Driving home that late at night, especially in the winter darkness, only increased my need to be finished for the day. I’m usually pretty good at leaving work at work, but on this particular day there had been a couple of clients whose stories were so difficult that I was having a hard time clearing my mind of the ugly details.

Driving in the dark, with very little traffic, I turned on the radio to a station that plays a lot of classical music. To my intense delight, I came in on one of my favorites from Vivaldi’s “Seasons.”  Perfect.  Joyful, relaxing, musically brilliant, the piece got me home in a better frame of mind.

It was one of the rare nights that Terry had already gone to bed.  Typically, he waited to see that I was safely home before he fell asleep.  He must have had a difficult day as well, only his pain was physical.  I quietly got into my robe and slippers, grabbed the book I was reading, and closed the bedroom door.  He never stirred.  Good.  I had no desire to talk, not even with him.

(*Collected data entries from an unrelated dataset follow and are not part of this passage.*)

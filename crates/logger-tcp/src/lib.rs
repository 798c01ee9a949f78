//! TCP network sink for the process logger.
//!
//! Persistent log records are queued in memory and shipped to a remote
//! collector by a background tokio task, framed as a 4-byte big-endian length
//! followed by the record as pretty-printed JSON. The caller never waits on
//! the network: a full queue drops its oldest record instead.

#![warn(missing_docs, unreachable_pub)]
#![forbid(unsafe_code)]

mod codec;
mod config;
mod error;
mod queue;
mod sink;

pub use codec::{FRAME_HEADER_SIZE, MAX_FRAME_SIZE, RecordCodec};
pub use config::{TcpSinkConfig, TcpSinkConfigBuilder};
pub use error::{Error, Result};
pub use queue::BoundedQueue;
pub use sink::{AttachNetworkSink, SinkState, TcpSink};
//! Bounded FIFO queue with drop-oldest overflow

use parking_lot::Mutex;
use std::collections::VecDeque;
use std::sync::atomic::{AtomicU64, Ordering};

/// A FIFO queue shared between any number of producers and one consumer.
///
/// When a push finds the queue full the oldest element is evicted, so the
/// newest record always survives. The consumer peeks at the head and removes
/// it only once it is done with it.
#[derive(Debug)]
pub struct BoundedQueue<T> {
    items: Mutex<VecDeque<T>>,
    capacity: Option<usize>,
    dropped: AtomicU64,
}

impl<T> BoundedQueue<T> {
    /// Create a queue holding at most `capacity` elements. A capacity of zero
    /// holds one.
    #[must_use]
    pub fn bounded(capacity: usize) -> Self {
        Self::new(Some(capacity.max(1)))
    }

    /// Create a queue that never drops.
    #[must_use]
    pub fn unbounded() -> Self {
        Self::new(None)
    }

    /// Create a queue, `None` meaning unbounded.
    #[must_use]
    pub fn new(capacity: Option<usize>) -> Self {
        let capacity = capacity.map(|c| c.max(1));
        Self {
            items: Mutex::new(VecDeque::with_capacity(capacity.unwrap_or(16).min(1024))),
            capacity,
            dropped: AtomicU64::new(0),
        }
    }

    /// Append `item`, returning the element evicted to make room, if any.
    pub fn push(&self, item: T) -> Option<T> {
        let mut items = self.items.lock();
        let evicted = match self.capacity {
            Some(capacity) if items.len() >= capacity => items.pop_front(),
            _ => None,
        };
        items.push_back(item);
        drop(items);

        if evicted.is_some() {
            self.dropped.fetch_add(1, Ordering::Relaxed);
        }
        evicted
    }

    /// Remove the head if `matches` accepts it.
    pub fn pop_front_if(&self, matches: impl FnOnce(&T) -> bool) -> Option<T> {
        let mut items = self.items.lock();
        if items.front().is_some_and(matches) {
            items.pop_front()
        } else {
            None
        }
    }

    /// Remove the head unconditionally.
    pub fn pop_front(&self) -> Option<T> {
        self.items.lock().pop_front()
    }

    /// Number of queued elements
    #[must_use]
    pub fn len(&self) -> usize {
        self.items.lock().len()
    }

    /// Whether the queue is empty
    #[must_use]
    pub fn is_empty(&self) -> bool {
        self.items.lock().is_empty()
    }

    /// Maximum length, `None` when unbounded
    #[must_use]
    pub const fn capacity(&self) -> Option<usize> {
        self.capacity
    }

    /// Elements evicted by overflow so far
    #[must_use]
    pub fn dropped(&self) -> u64 {
        self.dropped.load(Ordering::Relaxed)
    }
}

impl<T: Clone> BoundedQueue<T> {
    /// Clone of the head, leaving it queued.
    #[must_use]
    pub fn front(&self) -> Option<T> {
        self.items.lock().front().cloned()
    }

    /// Clone of every queued element, oldest first.
    #[must_use]
    pub fn snapshot(&self) -> Vec<T> {
        self.items.lock().iter().cloned().collect()
    }
}
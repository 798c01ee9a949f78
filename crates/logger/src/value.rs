//! Runtime values accepted as log arguments.

use serde::Serialize;
use std::any::Any;
use std::borrow::Cow;
use std::fmt;
use std::sync::Arc;

/// Declared display type of an identity-bearing value.
///
/// Each display type owns its own id bucket in the identity registry.
#[derive(Debug, Clone, Copy, PartialEq, Eq, Hash)]
pub enum DisplayType {
    /// A task or thread of execution (`T`).
    Task,
    /// A callable (`f`).
    Callable,
    /// A native handle such as a socket or file descriptor (`c`).
    Native,
    /// Any other declared type, rendered with the given prefix.
    Named(&'static str),
}

impl DisplayType {
    /// Prefix placed in front of the id in a display token.
    #[must_use]
    pub const fn prefix(self) -> &'static str {
        match self {
            Self::Task => "T",
            Self::Callable => "f",
            Self::Native => "c",
            Self::Named(prefix) => prefix,
        }
    }
}

/// Capability interface for values with identity.
///
/// Every method is optional. A value that declares nothing is rendered as an
/// opaque `o<id>` token.
pub trait Inspect: Any + Send + Sync {
    /// The declared display type, if any.
    fn display_type(&self) -> Option<DisplayType> {
        None
    }

    /// Custom display text. Takes precedence over the structural dump and the
    /// identity token.
    fn display(&self) -> Option<String> {
        None
    }

    /// Plain data view, pretty-printed when no display type is declared.
    fn structure(&self) -> Option<serde_json::Value> {
        None
    }
}

/// A log argument.
#[derive(Clone)]
pub enum Value<'a> {
    /// Absent value.
    Nil,
    /// Boolean, rendered `Y` / `N`.
    Bool(bool),
    /// Signed integer.
    Int(i64),
    /// Unsigned integer.
    UInt(u64),
    /// Floating point number.
    Float(f64),
    /// Text.
    Str(Cow<'a, str>),
    /// Plain data aggregate without identity.
    Data(serde_json::Value),
    /// Identity-bearing handle.
    Handle(Arc<dyn Inspect>),
}

impl Value<'static> {
    /// Builds a plain data aggregate from any serializable value.
    ///
    /// A value that fails to serialize becomes a text argument describing the
    /// failure instead.
    pub fn data<T: Serialize + ?Sized>(value: &T) -> Value<'static> {
        match serde_json::to_value(value) {
            Ok(data) => Value::Data(data),
            Err(e) => Value::Str(Cow::Owned(format!("<unserializable: {e}>"))),
        }
    }

    /// Wraps a shared handle.
    pub fn handle<T: Inspect>(value: &Arc<T>) -> Value<'static> {
        Value::Handle(value.clone())
    }
}

impl Value<'_> {
    /// Converts into an owned value.
    #[must_use]
    pub fn into_owned(self) -> Value<'static> {
        match self {
            Value::Nil => Value::Nil,
            Value::Bool(b) => Value::Bool(b),
            Value::Int(i) => Value::Int(i),
            Value::UInt(u) => Value::UInt(u),
            Value::Float(f) => Value::Float(f),
            Value::Str(s) => Value::Str(Cow::Owned(s.into_owned())),
            Value::Data(d) => Value::Data(d),
            Value::Handle(h) => Value::Handle(h),
        }
    }
}

impl fmt::Debug for Value<'_> {
    fn fmt(&self, f: &mut fmt::Formatter<'_>) -> fmt::Result {
        match self {
            Self::Nil => f.write_str("Nil"),
            Self::Bool(b) => f.debug_tuple("Bool").field(b).finish(),
            Self::Int(i) => f.debug_tuple("Int").field(i).finish(),
            Self::UInt(u) => f.debug_tuple("UInt").field(u).finish(),
            Self::Float(x) => f.debug_tuple("Float").field(x).finish(),
            Self::Str(s) => f.debug_tuple("Str").field(s).finish(),
            Self::Data(d) => f.debug_tuple("Data").field(d).finish(),
            Self::Handle(h) => f
                .debug_tuple("Handle")
                .field(&Arc::as_ptr(h).cast::<()>())
                .finish(),
        }
    }
}

impl From<bool> for Value<'_> {
    fn from(value: bool) -> Self {
        Self::Bool(value)
    }
}

macro_rules! impl_from_signed {
    ($($ty:ty),*) => {
        $(impl From<$ty> for Value<'_> {
            fn from(value: $ty) -> Self {
                Self::Int(i64::from(value))
            }
        })*
    };
}

macro_rules! impl_from_unsigned {
    ($($ty:ty),*) => {
        $(impl From<$ty> for Value<'_> {
            fn from(value: $ty) -> Self {
                Self::UInt(u64::from(value))
            }
        })*
    };
}

impl_from_signed!(i8, i16, i32, i64);
impl_from_unsigned!(u8, u16, u32, u64);

impl From<isize> for Value<'_> {
    fn from(value: isize) -> Self {
        i64::try_from(value).map_or_else(|_| Self::Str(Cow::Owned(value.to_string())), Self::Int)
    }
}

impl From<usize> for Value<'_> {
    fn from(value: usize) -> Self {
        u64::try_from(value).map_or_else(|_| Self::Str(Cow::Owned(value.to_string())), Self::UInt)
    }
}

impl From<f32> for Value<'_> {
    fn from(value: f32) -> Self {
        Self::Float(f64::from(value))
    }
}

impl From<f64> for Value<'_> {
    fn from(value: f64) -> Self {
        Self::Float(value)
    }
}

impl<'a> From<&'a str> for Value<'a> {
    fn from(value: &'a str) -> Self {
        Self::Str(Cow::Borrowed(value))
    }
}

impl<'a> From<&'a String> for Value<'a> {
    fn from(value: &'a String) -> Self {
        Self::Str(Cow::Borrowed(value.as_str()))
    }
}

impl From<String> for Value<'_> {
    fn from(value: String) -> Self {
        Self::Str(Cow::Owned(value))
    }
}

impl<'a> From<Cow<'a, str>> for Value<'a> {
    fn from(value: Cow<'a, str>) -> Self {
        Self::Str(value)
    }
}

impl From<serde_json::Value> for Value<'_> {
    fn from(value: serde_json::Value) -> Self {
        Self::Data(value)
    }
}

impl<T: Inspect> From<Arc<T>> for Value<'_> {
    fn from(value: Arc<T>) -> Self {
        Self::Handle(value)
    }
}

impl<T: Inspect> From<&Arc<T>> for Value<'_> {
    fn from(value: &Arc<T>) -> Self {
        Self::Handle(value.clone())
    }
}

impl<'a, T> From<Option<T>> for Value<'a>
where
    T: Into<Value<'a>>,
{
    fn from(value: Option<T>) -> Self {
        value.map_or(Self::Nil, Into::into)
    }
}

impl<'a> From<&Value<'a>> for Value<'a> {
    fn from(value: &Value<'a>) -> Self {
        value.clone()
    }
}
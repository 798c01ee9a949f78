//! Error types for the TCP log sink

use proven_logger::SinkError;
use std::io;
use std::time::Duration;
use thiserror::Error;

/// Errors that can occur in the TCP log sink
#[derive(Debug, Error)]
pub enum Error {
    /// I/O error with the operation that failed
    #[error("{0}: {1}")]
    Io(&'static str, #[source] io::Error),

    /// Connect or send did not finish in time
    #[error("{0}: timed out after {1:?}")]
    Timeout(&'static str, Duration),

    /// The sink needs a tokio runtime to run its background task
    #[error("no tokio runtime available for the network sink")]
    NoRuntime,

    /// The sink has been stopped
    #[error("network sink stopped")]
    Stopped,
}

/// Result type alias
pub type Result<T> = std::result::Result<T, Error>;

impl From<Error> for SinkError {
    fn from(error: Error) -> Self {
        match error {
            Error::Io(context, source) => Self::Io(context, source),
            Error::Stopped => Self::Stopped,
            other => Self::Other(Box::new(other)),
        }
    }
}
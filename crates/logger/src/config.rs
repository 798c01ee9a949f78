//! Dispatcher configuration

use crate::Severity;
use crate::error::{Error, Result};
use serde::Deserialize;
use std::collections::HashSet;
use std::env;

/// Which note entries are echoed to the console.
#[derive(Debug, Clone, Default, PartialEq, Eq)]
pub enum Verbosity {
    /// Notes are not echoed.
    #[default]
    Off,
    /// Notes from every module are echoed.
    All,
    /// Notes from the listed modules are echoed.
    Modules(HashSet<String>),
}

impl Verbosity {
    /// Whether notes from `module` are echoed.
    #[must_use]
    pub fn enabled_for(&self, module: &str) -> bool {
        match self {
            Self::Off => false,
            Self::All => true,
            Self::Modules(modules) => modules.contains(module),
        }
    }
}

impl From<bool> for Verbosity {
    fn from(value: bool) -> Self {
        if value { Self::All } else { Self::Off }
    }
}

impl From<&str> for Verbosity {
    fn from(module: &str) -> Self {
        Self::Modules(HashSet::from([module.to_string()]))
    }
}

/// Configuration recognised by the dispatcher.
#[derive(Debug, Clone, Deserialize)]
#[serde(default)]
pub struct LoggerConfig {
    /// Suppress the console echo entirely
    pub quiet: bool,
    /// Echo notes to the console
    #[serde(deserialize_with = "deserialize_verbosity")]
    pub verbose: Verbosity,
    /// Echo debug entries to the console
    pub debug: bool,
    /// Flush the file sink to durable storage after every write
    pub flush_on_write: bool,
    /// Severities dropped before composing
    pub severity_filter: HashSet<Severity>,
    /// Environment tag, its first letter leads every line
    pub environment_tag: String,
}

impl Default for LoggerConfig {
    fn default() -> Self {
        Self {
            quiet: false,
            verbose: Verbosity::Off,
            debug: false,
            flush_on_write: true,
            severity_filter: HashSet::new(),
            environment_tag: "dev".to_string(),
        }
    }
}

impl LoggerConfig {
    /// Create a new configuration builder
    #[must_use]
    pub fn builder() -> LoggerConfigBuilder {
        LoggerConfigBuilder::default()
    }

    /// Reads the configuration from `LOG_*` environment variables, falling
    /// back to defaults for unset ones.
    ///
    /// # Errors
    ///
    /// Returns an error if a variable is set to a value that cannot be parsed.
    pub fn from_env() -> Result<Self> {
        Self::from_lookup(|var| env::var(var).ok())
    }

    fn from_lookup(lookup: impl Fn(&str) -> Option<String>) -> Result<Self> {
        let mut config = Self::default();

        if let Some(value) = lookup("LOG_QUIET") {
            config.quiet = parse_flag("LOG_QUIET", &value)?;
        }
        if let Some(value) = lookup("LOG_VERBOSE") {
            config.verbose = match parse_flag("LOG_VERBOSE", &value) {
                Ok(flag) => Verbosity::from(flag),
                Err(_) => Verbosity::Modules(split_list(&value).map(str::to_string).collect()),
            };
        }
        if let Some(value) = lookup("LOG_DEBUG") {
            config.debug = parse_flag("LOG_DEBUG", &value)?;
        }
        if let Some(value) = lookup("LOG_FLUSH") {
            config.flush_on_write = parse_flag("LOG_FLUSH", &value)?;
        }
        if let Some(value) = lookup("LOG_SUPPRESS") {
            config.severity_filter = split_list(&value)
                .map(|name| {
                    name.parse().map_err(|_| Error::InvalidEnv {
                        var: "LOG_SUPPRESS",
                        value: value.clone(),
                    })
                })
                .collect::<Result<_>>()?;
        }
        if let Some(value) = lookup("LOG_ENV") {
            config.environment_tag = value;
        }

        Ok(config)
    }
}

fn parse_flag(var: &'static str, value: &str) -> Result<bool> {
    match value.trim().to_ascii_lowercase().as_str() {
        "1" | "true" | "yes" | "on" => Ok(true),
        "0" | "false" | "no" | "off" | "" => Ok(false),
        _ => Err(Error::InvalidEnv {
            var,
            value: value.to_string(),
        }),
    }
}

fn split_list(value: &str) -> impl Iterator<Item = &str> {
    value.split(',').map(str::trim).filter(|item| !item.is_empty())
}

fn deserialize_verbosity<'de, D>(deserializer: D) -> std::result::Result<Verbosity, D::Error>
where
    D: serde::Deserializer<'de>,
{
    #[derive(Deserialize)]
    #[serde(untagged)]
    enum Raw {
        Flag(bool),
        Module(String),
        Modules(HashSet<String>),
    }

    Ok(match Raw::deserialize(deserializer)? {
        Raw::Flag(flag) => Verbosity::from(flag),
        Raw::Module(module) => Verbosity::from(module.as_str()),
        Raw::Modules(modules) => Verbosity::Modules(modules),
    })
}

/// Builder for [`LoggerConfig`]
#[derive(Debug, Default)]
pub struct LoggerConfigBuilder {
    config: LoggerConfig,
}

impl LoggerConfigBuilder {
    /// Suppress the console echo
    #[must_use]
    pub const fn quiet(mut self, quiet: bool) -> Self {
        self.config.quiet = quiet;
        self
    }

    /// Set note verbosity
    #[must_use]
    pub fn verbose(mut self, verbose: impl Into<Verbosity>) -> Self {
        self.config.verbose = verbose.into();
        self
    }

    /// Echo debug entries
    #[must_use]
    pub const fn debug(mut self, debug: bool) -> Self {
        self.config.debug = debug;
        self
    }

    /// Flush the file sink after every write
    #[must_use]
    pub const fn flush_on_write(mut self, flush: bool) -> Self {
        self.config.flush_on_write = flush;
        self
    }

    /// Drop entries of `severity`
    #[must_use]
    pub fn suppress(mut self, severity: Severity) -> Self {
        self.config.severity_filter.insert(severity);
        self
    }

    /// Set the environment tag
    #[must_use]
    pub fn environment_tag(mut self, tag: impl Into<String>) -> Self {
        self.config.environment_tag = tag.into();
        self
    }

    /// Build the configuration
    #[must_use]
    pub fn build(self) -> LoggerConfig {
        self.config
    }
}
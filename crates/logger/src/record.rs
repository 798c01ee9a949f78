//! Log entry types

use crate::Severity;
use chrono::{DateTime, Local, Utc};
use serde::{Deserialize, Serialize};

/// Display width of the severity column.
pub const SEVERITY_WIDTH: usize = 6;
/// Display width of the module column.
pub const MODULE_WIDTH: usize = 6;
/// Display width of the event column.
pub const EVENT_WIDTH: usize = 8;
/// Display width of the caller-task column.
pub const TASK_WIDTH: usize = 4;

/// One log call, alive only while it is being dispatched.
#[derive(Debug, Clone, Copy)]
pub struct LogEntry<'a> {
    /// Severity of the entry
    pub severity: Severity,
    /// Short module tag
    pub module: &'a str,
    /// Short event tag
    pub event: &'a str,
    /// When the call was made
    pub timestamp: DateTime<Utc>,
    /// Expanded message, possibly spanning several lines
    pub message: &'a str,
    /// Display token of the calling task
    pub task: &'a str,
}

impl LogEntry<'_> {
    /// Snapshot suitable for the network sink.
    #[must_use]
    pub fn to_record(&self, env: &str) -> QueuedRecord {
        QueuedRecord {
            env: env.to_string(),
            timestamp: self.timestamp,
            severity: self.severity,
            module: self.module.to_string(),
            event: self.event.to_string(),
            message: self.message.to_string(),
        }
    }

    /// Timestamp in the `YYYY-MM-DD HH:MM:SS` form used in rendered lines.
    #[must_use]
    pub fn local_time(&self) -> String {
        self.timestamp
            .with_timezone(&Local)
            .format("%Y-%m-%d %H:%M:%S")
            .to_string()
    }
}

/// Serializable snapshot of an entry, immutable once queued.
#[derive(Debug, Clone, PartialEq, Eq, Serialize, Deserialize)]
pub struct QueuedRecord {
    /// Environment tag
    pub env: String,
    /// When the entry was logged
    pub timestamp: DateTime<Utc>,
    /// Severity
    pub severity: Severity,
    /// Module tag
    pub module: String,
    /// Event tag
    pub event: String,
    /// Message, without column layout
    pub message: String,
}

/// Everything the dispatcher hands to sinks for one entry.
#[derive(Debug, Clone)]
pub struct ComposedEntry {
    /// Severity of the entry
    pub severity: Severity,
    /// The fixed-width line, newline terminated
    pub line: String,
    /// The structured record
    pub record: QueuedRecord,
}
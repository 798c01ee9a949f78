//! Configuration for the file sink

use std::path::{Path, PathBuf};

/// Configuration for a [`FileSink`](crate::FileSink)
#[derive(Debug, Clone, PartialEq, Eq)]
pub struct FileSinkConfig {
    /// Live log file
    pub path: PathBuf,

    /// Size cap in bytes, `None` to never rotate
    pub max_size: Option<u64>,

    /// Sync after every write, whatever the logger asks for
    pub flush_on_write: bool,
}

impl FileSinkConfig {
    /// Create a config for `path` with no size cap
    pub fn new(path: impl Into<PathBuf>) -> Self {
        Self {
            path: path.into(),
            max_size: None,
            flush_on_write: false,
        }
    }

    /// Create a new configuration builder
    pub fn builder(path: impl Into<PathBuf>) -> FileSinkConfigBuilder {
        FileSinkConfigBuilder {
            config: Self::new(path),
        }
    }

    /// The single backup slot: `app.log` rotates to `app0.log`.
    #[must_use]
    pub fn backup_path(&self) -> PathBuf {
        backup_path(&self.path)
    }

    /// Live size at which the next write rotates.
    #[must_use]
    pub fn rotation_threshold(&self) -> Option<u64> {
        self.max_size.map(|cap| cap / 2)
    }
}

pub(crate) fn backup_path(path: &Path) -> PathBuf {
    let stem = path
        .file_stem()
        .map(|stem| stem.to_string_lossy().into_owned())
        .unwrap_or_default();
    let name = match path.extension() {
        Some(ext) => format!("{stem}0.{}", ext.to_string_lossy()),
        None => format!("{stem}0"),
    };
    path.with_file_name(name)
}

/// Builder for [`FileSinkConfig`]
#[derive(Debug)]
pub struct FileSinkConfigBuilder {
    config: FileSinkConfig,
}

impl FileSinkConfigBuilder {
    /// Set the size cap. Zero disables rotation.
    #[must_use]
    pub const fn max_size(mut self, bytes: u64) -> Self {
        self.config.max_size = if bytes == 0 { None } else { Some(bytes) };
        self
    }

    /// Sync after every write
    #[must_use]
    pub const fn flush_on_write(mut self, flush: bool) -> Self {
        self.config.flush_on_write = flush;
        self
    }

    /// Build the configuration
    #[must_use]
    pub fn build(self) -> FileSinkConfig {
        self.config
    }
}

#[cfg(test)]
mod tests {
    use super::*;

    #[test]
    fn test_backup_path() {
        assert_eq!(backup_path(Path::new("app.log")), PathBuf::from("app0.log"));
        assert_eq!(
            backup_path(Path::new("/var/log/node.txt")),
            PathBuf::from("/var/log/node0.txt")
        );
        assert_eq!(backup_path(Path::new("logs/app")), PathBuf::from("logs/app0"));
    }

    #[test]
    fn test_zero_cap_disables_rotation() {
        let config = FileSinkConfig::builder("app.log").max_size(0).build();
        assert_eq!(config.rotation_threshold(), None);

        let config = FileSinkConfig::builder("app.log").max_size(1000).build();
        assert_eq!(config.rotation_threshold(), Some(500));
    }
}
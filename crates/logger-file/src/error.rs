//! Error types for file-based logging

use proven_logger::SinkError;
use std::io;
use std::path::PathBuf;

/// Result type for file logger operations
pub type Result<T> = std::result::Result<T, Error>;

/// Error types that can occur during file logging
#[derive(Debug, thiserror::Error)]
pub enum Error {
    /// I/O error occurred
    #[error("{0}: {1}")]
    Io(&'static str, #[source] io::Error),

    /// Failed to create log directory
    #[error("failed to create log directory at {path}: {source}")]
    CreateDirectory {
        /// The path that failed to be created
        path: PathBuf,
        /// The underlying error
        source: io::Error,
    },

    /// Failed to move the live file over the backup
    #[error("failed to rotate {from} to {to}: {source}")]
    Rotation {
        /// The live file
        from: PathBuf,
        /// The backup slot
        to: PathBuf,
        /// The underlying error
        source: io::Error,
    },
}

impl From<Error> for SinkError {
    fn from(error: Error) -> Self {
        match error {
            Error::Io(context, source) => Self::Io(context, source),
            other => Self::Other(Box::new(other)),
        }
    }
}
//! Builds the rendered line and the structured record for one log call.

use crate::formatter::{Formatter, indent, outdent};
use crate::identity::current_task;
use crate::record::{
    ComposedEntry, EVENT_WIDTH, LogEntry, MODULE_WIDTH, SEVERITY_WIDTH, TASK_WIDTH,
};
use crate::{Severity, Value};
use chrono::Utc;
use std::borrow::Cow;

/// Indent applied to the body of a multi-line message.
pub const MESSAGE_INDENT: &str = "    ";

/// Composes entries against a formatter and environment tag.
pub struct Composer<'a> {
    formatter: &'a Formatter,
    env: &'a str,
}

impl<'a> Composer<'a> {
    /// Creates a composer.
    #[must_use]
    pub const fn new(formatter: &'a Formatter, env: &'a str) -> Self {
        Self { formatter, env }
    }

    /// Expands `template` against `args` and builds the line and record.
    #[must_use]
    pub fn compose(
        &self,
        severity: Severity,
        module: &str,
        event: &str,
        template: Option<&str>,
        args: &[Value<'_>],
    ) -> ComposedEntry {
        let message = template.map_or_else(String::new, |template| {
            expand(template, &self.formatter.format_all(args))
        });
        let task = self.formatter.format_handle(&current_task());

        let entry = LogEntry {
            severity,
            module,
            event,
            timestamp: Utc::now(),
            message: &message,
            task: &task,
        };

        ComposedEntry {
            severity,
            line: self.render(&entry),
            record: entry.to_record(self.env),
        }
    }

    /// Renders the fixed-width line for `entry`. A multi-line message starts
    /// below the header, which then carries no column padding.
    #[must_use]
    pub fn render(&self, entry: &LogEntry<'_>) -> String {
        let header = format!(
            "{env} {time} {severity:>sw$.sw$} {module:<mw$.mw$} {event:<ew$.ew$} {task:<tw$.tw$}",
            env = env_letter(self.env),
            time = entry.local_time(),
            severity = entry.severity,
            module = entry.module,
            event = entry.event,
            task = entry.task,
            sw = SEVERITY_WIDTH,
            mw = MODULE_WIDTH,
            ew = EVENT_WIDTH,
            tw = TASK_WIDTH,
        );
        let message = layout_message(entry.message);
        if message.starts_with('\n') {
            format!("{}{message}\n", header.trim_end())
        } else {
            format!("{header} {message}\n")
        }
    }
}

fn env_letter(env: &str) -> char {
    env.chars()
        .next()
        .map_or('-', |c| c.to_ascii_uppercase())
}

/// Lays out a message for the line. A multi-line message is outdented, then
/// indented by one level, and led by the header's line break plus exactly one
/// blank line. Trailing newlines are dropped; the line supplies the final one.
#[must_use]
pub fn layout_message(message: &str) -> Cow<'_, str> {
    if !message.contains('\n') {
        return Cow::Borrowed(message);
    }
    let body = indent(&outdent(message.trim_matches('\n')), MESSAGE_INDENT);
    Cow::Owned(format!("\n\n{body}"))
}

/// Substitutes `args` into the `{}` placeholders of `template`.
///
/// `{{` and `}}` are literal braces. A placeholder with no argument left stays
/// as `{}`; arguments with no placeholder left are appended, space separated.
#[must_use]
pub fn expand(template: &str, args: &[String]) -> String {
    let mut out = String::with_capacity(template.len() + args.iter().map(String::len).sum::<usize>());
    let mut args = args.iter();
    let mut chars = template.chars().peekable();

    while let Some(c) = chars.next() {
        match (c, chars.peek()) {
            ('{', Some('{')) | ('}', Some('}')) => {
                chars.next();
                out.push(c);
            }
            ('{', Some('}')) => {
                chars.next();
                match args.next() {
                    Some(arg) => out.push_str(arg),
                    None => out.push_str("{}"),
                }
            }
            _ => out.push(c),
        }
    }

    for arg in args {
        out.push(' ');
        out.push_str(arg);
    }
    out
}
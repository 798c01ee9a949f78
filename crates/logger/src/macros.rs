//! Logging macros
//!
//! Each macro checks the severity filter before converting its arguments, so
//! a suppressed severity costs one lock and a set lookup.

/// Log an entry at an explicit severity.
///
/// ```ignore
/// log!(logger, Severity::Warn, "net", "retry", "attempt {} of {}", n, max);
/// ```
#[macro_export]
macro_rules! log {
    ($logger:expr, $severity:expr, $module:expr, $event:expr, $template:expr $(, $arg:expr)* $(,)?) => {{
        let logger = &$logger;
        let severity: $crate::Severity = $severity;
        if logger.is_enabled(severity) {
            logger.log(
                severity,
                $module,
                $event,
                ::core::option::Option::Some($template),
                &[$($crate::Value::from($arg)),*],
            );
        }
    }};
}

/// Log a note.
#[macro_export]
macro_rules! note {
    ($logger:expr, $module:expr, $event:expr, $template:expr $(, $arg:expr)* $(,)?) => {
        $crate::log!($logger, $crate::Severity::Note, $module, $event, $template $(, $arg)*)
    };
}

/// Log a transient debug entry.
#[macro_export]
macro_rules! debug {
    ($logger:expr, $module:expr, $event:expr, $template:expr $(, $arg:expr)* $(,)?) => {
        $crate::log!($logger, $crate::Severity::Debug, $module, $event, $template $(, $arg)*)
    };
}

/// Log a warning if the condition holds.
#[macro_export]
macro_rules! warn_if {
    ($logger:expr, $condition:expr, $module:expr, $event:expr, $template:expr $(, $arg:expr)* $(,)?) => {
        if $condition {
            $crate::log!($logger, $crate::Severity::Warn, $module, $event, $template $(, $arg)*)
        }
    };
}

/// Log an error.
#[macro_export]
macro_rules! log_error {
    ($logger:expr, $module:expr, $event:expr, $template:expr $(, $arg:expr)* $(,)?) => {
        $crate::log!($logger, $crate::Severity::Error, $module, $event, $template $(, $arg)*)
    };
}
//! Size-capped rotating file sink.
//!
//! Appends composed log lines to a local file and keeps a single backup
//! generation. Writes happen synchronously on the logging thread; failures are
//! returned to the dispatcher, which reports them through the other channels.

#![warn(missing_docs, unreachable_pub)]
#![forbid(unsafe_code)]

mod config;
mod error;
mod sink;

pub use config::{FileSinkConfig, FileSinkConfigBuilder};
pub use error::{Error, Result};
pub use sink::{AttachFileSink, FileSink};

It took a few minutes to brew my favorite tea, a mix of Earl Grey and TyPhoo that I had enjoyed in England many years ago. Enjoying the sweet aroma, I carried the tea into the living room, got comfortable in “my” chair, leaned my head back against the headrest just for a few seconds, and let the peace and quiet seep into my mind and my body. I had turned on the radio to the same station as the one I’d been listening to in the car. 

I began to read, sipping my tea slowly.  I wanted these moments to last.  It was rare, now that Terry was retired, for me to have time completely alone with no interruptions.

This is my sanctuary. A quiet room, a cup of ambrosia, a good book, and soothing music. The only way it could be improved would be to take it all to a warm, sunny beach where the ocean’s sounds would accompany the music.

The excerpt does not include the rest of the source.